Woody Two-Legs is a game with artful charm, and opens with the pirate (Woody Two-Legs himself) convincing you he's worth your time, and his intentions are reinforced with gold. Woody managed to finally gather up some gold in his travels and now he merely seeks to bury it humbly under the ground. It is here that the to-be antagonist makes his entry - and Davy Jones wants his gold back. Woody (that's you) has to fend off a couple of waves of Jones' minions - each wave is completed by slaying a mini-boss, inevitably leading to the release of a Kraken and finally, Davy Jones himself. All this effort just so Woody can bury his gold under a red X. Sounds like quite the daunting task for a washed up pirate, right? Wrong. The game's largest set-back is simply difficulty.

 

Losing in Woody Two-Legs: Attack of the Zombie Pirates takes effort. I literally left it on during a trip to the café and returned to find the Kraken still attempting to kill Woody, who was stuck in a state of perpetual respawn. The humiliating thing about this (at least for the Kraken) is that I was slowly chipping away at the Kraken's health the whole time I was away, since every time you respawn, Woody enters the field with a new ship in a valiant hail of cannonballs. These hails were actually killing the mighty Kraken without my interference. So how do you actually lose? All of your gold must be taken by enemy looters, but in several of the difficulties the amount of enemies that attempt to steal your gold can't acquire enough to doom you to loss. They steal a finite amount, and the mini-bosses don't even care about the gold at all. In such levels it is impossible to be defeated. Despite the comic relief it provides, Woody's immortality severely hinders the suspension of disbelief; outside of the high-score fanatics, there's minimal incentive to even try. You will win. I promise that. You just might not have the highest score on the board, but you'll win. The only negative to having your vessel blown to smithereens that I could find, even though I dug extensively looking for a way I was punished, was that I lost my score multiplier. I could not see any reason to have a high score; I was there for the gold and zombie/skeleton/ghost slaying, all of which were unfortunately uninteresting.

In contrast to the sketchy gameplay mechanics, the art in this game is very well done. The style definitely fits the overall mood of the game, and definitely fits Woody. The undead looked and sounded exactly as you would think they should within a universe as unique as Woody's. The musical score was also very well done and fit in beautifully with the ensemble of undead and silly pirates - who are a story of their own: Woody's remarks to his attackers are incredibly lame, yet loveable at the same time. "Oh, throw me a bone here!" Woody scoffs at the "rattle and clank" of the encroaching skeletons' kneecaps.

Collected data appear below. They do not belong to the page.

#[test]
fn test_job_stats_have_no_user_fields() {
    let tmp = tempfile::tempdir().unwrap();
    let jobs = job_store(tmp.path(), keyword_encoder());
    seed_jobs(&jobs);

    let stats = jobs.stats().unwrap();
    assert_eq!(stats.total_documents, 3);
    assert_eq!(stats.embedding_dim, KEYWORDS.len() + 1);
    assert!(stats.users_with_documents.is_none());

    let json = serde_json::to_value(&stats).unwrap();
    assert!(json.get("users_with_documents").is_none());
}

#[test]
fn test_concurrent_readers_with_writer() {
    let tmp = tempfile::tempdir().unwrap();
    let encoder = keyword_encoder();
    let jobs = job_store(tmp.path(), encoder.clone());
    seed_jobs(&jobs);
    let query = encoder.encode("python rust").unwrap();

    std::thread::scope(|scope| {
        for _ in 0..4 {
            scope.spawn(|| {
                for _ in 0..50 {
                    let reader = jobs.reader().unwrap();
                    let hits = reader.search_similar(&query, 5).unwrap();
                    for hit in hits {
                        assert!(reader.record(&hit.external_id).is_some());
                    }
                }
            });
        }

        scope.spawn(|| {
            for i in 0..10 {
                jobs.add(&format!("extra-{i}"), "Cloud design", JobAttributes::default())
                    .unwrap();
            }
            jobs.remove("j2").unwrap();
        });
    });

    assert_eq!(jobs.count().unwrap(), 12);
    assert_consistent(&jobs);
}
//! Embedding store and matching engine for job postings and resumes.
//!
//! Documents are encoded into unit vectors by an injected [`semantic::Encoder`],
//! kept in one [`store::EmbeddingStore`] per collection, and matched across
//! collections by [`matching::MatchingEngine`] using exact cosine similarity.

pub mod cli;
pub mod config;
pub mod lock;
pub mod matching;
pub mod semantic;
pub mod service;
pub mod store;
pub mod web;

#[cfg(test)]
mod tests;
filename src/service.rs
//! The query surface shared by the CLI and the HTTP daemon.
//!
//! `MatchService` owns both stores and the matching engine. Everything above
//! it (argument parsing, routing, rendering) only talks to this module.

use std::collections::BTreeMap;
use std::sync::mpsc::{self, RecvTimeoutError};
use std::sync::Arc;
use std::time::Duration;

use chrono::{DateTime, Utc};
use serde::{Deserialize, Serialize};

use crate::config::Config;
use crate::matching::{
    BatchReport, MatchError, MatchStatistics, MatchingEngine, RankedMatch,
};
use crate::semantic::{EmbeddingError, Encoder, FastEmbedEncoder, HashEncoder, HASH_MODEL};
use crate::store::{
    DocumentKind, EmbeddingStore, Job, JobAttributes, Resume, ResumeAttributes, Sections,
    StoreError, StoreStats,
};

#[derive(Debug, thiserror::Error)]
pub enum ServiceError {
    #[error("{0}")]
    Store(#[from] StoreError),

    #[error("{0}")]
    Match(#[from] MatchError),

    #[error("Encoder error: {0}")]
    Encoder(#[from] EmbeddingError),

    #[error("Timed out after {0}s while loading the embedding model")]
    EncoderTimeout(u64),

    #[error("Invalid request: {0}")]
    InvalidInput(String),
}

/// Broad class of a [`ServiceError`], used to pick a response status.
#[derive(Debug, Clone, Copy, PartialEq, Eq)]
pub enum ErrorKind {
    NotFound,
    Conflict,
    Invalid,
    Internal,
}

impl ServiceError {
    pub fn kind(&self) -> ErrorKind {
        match self {
            Self::Store(err) | Self::Match(MatchError::Store(err)) => store_error_kind(err),
            Self::Match(MatchError::EmptyQuery) | Self::InvalidInput(_) => ErrorKind::Invalid,
            _ => ErrorKind::Internal,
        }
    }
}

fn store_error_kind(err: &StoreError) -> ErrorKind {
    use crate::semantic::IndexError;

    match err {
        StoreError::NotFound { .. } => ErrorKind::NotFound,
        StoreError::AlreadyExists { .. } => ErrorKind::Conflict,
        StoreError::EmptyId
        | StoreError::EmptyText
        | StoreError::Index(IndexError::DimensionMismatch { .. })
        | StoreError::Index(IndexError::ZeroNormVector) => ErrorKind::Invalid,
        _ => ErrorKind::Internal,
    }
}

/// One of the two document collections.
#[derive(Debug, Clone, Copy, PartialEq, Eq, Serialize, Deserialize, clap::ValueEnum)]
#[serde(rename_all = "lowercase")]
pub enum Collection {
    #[serde(alias = "job")]
    #[value(alias = "job")]
    Jobs,
    #[serde(alias = "resume")]
    #[value(alias = "resume")]
    Resumes,
}

impl Collection {
    /// The collection a query from this one is matched against.
    pub fn opposite(self) -> Self {
        match self {
            Self::Jobs => Self::Resumes,
            Self::Resumes => Self::Jobs,
        }
    }

    pub fn as_str(self) -> &'static str {
        match self {
            Self::Jobs => Job::NAME,
            Self::Resumes => Resume::NAME,
        }
    }
}

#[derive(Debug, Clone, Default, Deserialize)]
pub struct AddDocument {
    pub id: String,
    pub text: String,
    /// Job title
    #[serde(default)]
    pub title: Option<String>,
    /// Hiring company
    #[serde(default)]
    pub company: Option<String>,
    /// Resume owner
    #[serde(default)]
    pub user_id: Option<String>,
    #[serde(default)]
    pub sections: Sections,
}

#[derive(Debug, Clone, Serialize)]
pub struct DocumentSummary {
    pub collection: Collection,
    pub id: String,
    pub position: usize,
    pub created_at: DateTime<Utc>,
    pub embedding_model: String,
}

#[derive(Debug, Clone, Serialize)]
pub struct Removed {
    pub collection: Collection,
    pub id: String,
    pub remaining: usize,
}

/// Query input: a stored document or ad-hoc text.
#[derive(Debug, Clone, PartialEq, Eq, Serialize, Deserialize)]
#[serde(rename_all = "lowercase")]
pub enum Query {
    Id(String),
    Text(String),
}

#[derive(Debug, Clone, Deserialize)]
pub struct SearchRequest {
    /// Collection the query belongs to; results come from the other one
    pub from: Collection,
    pub query: Query,
    #[serde(default)]
    pub k: Option<usize>,
    /// Only match resumes owned by this user
    #[serde(default)]
    pub user_id: Option<String>,
}

/// Ranked matches from either collection.
#[derive(Debug, Clone, Serialize)]
#[serde(tag = "collection", content = "matches", rename_all = "lowercase")]
pub enum Matches {
    Jobs(Vec<RankedMatch<JobAttributes>>),
    Resumes(Vec<RankedMatch<ResumeAttributes>>),
}

impl Matches {
    pub fn len(&self) -> usize {
        match self {
            Self::Jobs(matches) => matches.len(),
            Self::Resumes(matches) => matches.len(),
        }
    }

    pub fn is_empty(&self) -> bool {
        self.len() == 0
    }

    pub fn ids(&self) -> Vec<&str> {
        match self {
            Self::Jobs(matches) => matches.iter().map(|m| m.external_id.as_str()).collect(),
            Self::Resumes(matches) => matches.iter().map(|m| m.external_id.as_str()).collect(),
        }
    }
}
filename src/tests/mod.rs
mod common;
mod store;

The gameplay is pretty simple. You move your ship with WASD and fire the cannons on the sides of your ship with the Left- and the Right Arrow keys. W and S alter the velocity of your ship, and holding down W for a while will get you to max speed, at which point you can let go of the button. The rate at which your ship's speed will increase / decrease is exceedingly high, making it difficult to navigate at a comfortable cruising pace. I kept having to juggle between as fast as I could go and almost not moving at all. Power-ups existed but were not worth much in the game; enemy ships drop one of three boxes, good boxes (green ones), bad boxes (red ones), and random boxes (brown ones). The random boxes merely gave you a good or bad power-up. The amusing names for the power-ups added more to the game than the powers they gave you, oddly enough. Does it matter if your cannonballs shoot through multiple enemy ships hitting all of the ships in a row? Not really, but you'll chuckle when you pick up the "balls of steel" power-up. Does freezing enemy ships with frost shots really add anything to the game play? Not a ton, but acquiring "blue balls" definitely does. There are also other power-ups that do not directly affect your ships cannons, such as "Homing Dolphins" and "Mines," but the increasingly powerful weapons do little other than water-down an already easy game. The negative power-ups were even less noticeable then the positive ones.

The story is captivating for how short and basic it is, amplified by art that really exudes the theme of undead piracy. Humor distracts you from the awful gameplay, thankfully. Woody Two-Legs is also updated frequently; I had this game for a little over a week and it patched three times. Paradox Interactive supported Mount and Blade, and I dig that.